> [Entries supplied]
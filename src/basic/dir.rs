use rand::Rng;
use std::ops::Neg;
use Dir::*;

// matches the joystick encoding: U, D, L, R
#[repr(u8)]
#[derive(Copy, Clone, Eq, PartialEq, Debug, Hash)]
pub enum Dir {
    U = 0,
    D = 1,
    L = 2,
    R = 3,
}

impl From<u8> for Dir {
    fn from(num: u8) -> Self {
        // SAFETY: (num % 4) is between 0 and 3
        unsafe { std::mem::transmute(num % 4) }
    }
}

impl Neg for Dir {
    type Output = Self;

    fn neg(self) -> Self::Output {
        match self {
            U => D,
            D => U,
            L => R,
            R => L,
        }
    }
}

impl Dir {
    pub fn random(rng: &mut impl Rng) -> Self {
        Self::from(rng.gen_range(0..4u8))
    }
}

#[test]
fn test_neg() {
    for (dir, opposite) in [(U, D), (D, U), (L, R), (R, L)] {
        assert_eq!(-dir, opposite);
    }
}

#[test]
fn test_from_u8_wraps() {
    assert_eq!(Dir::from(0), U);
    assert_eq!(Dir::from(3), R);
    assert_eq!(Dir::from(4), U);
    assert_eq!(Dir::from(255), R);
}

> [Exercise aim]
Go through the data above and copy each line in which "Output" appears.

> [Task result]
    type Output = Self;
    fn neg(self) -> Self::Output {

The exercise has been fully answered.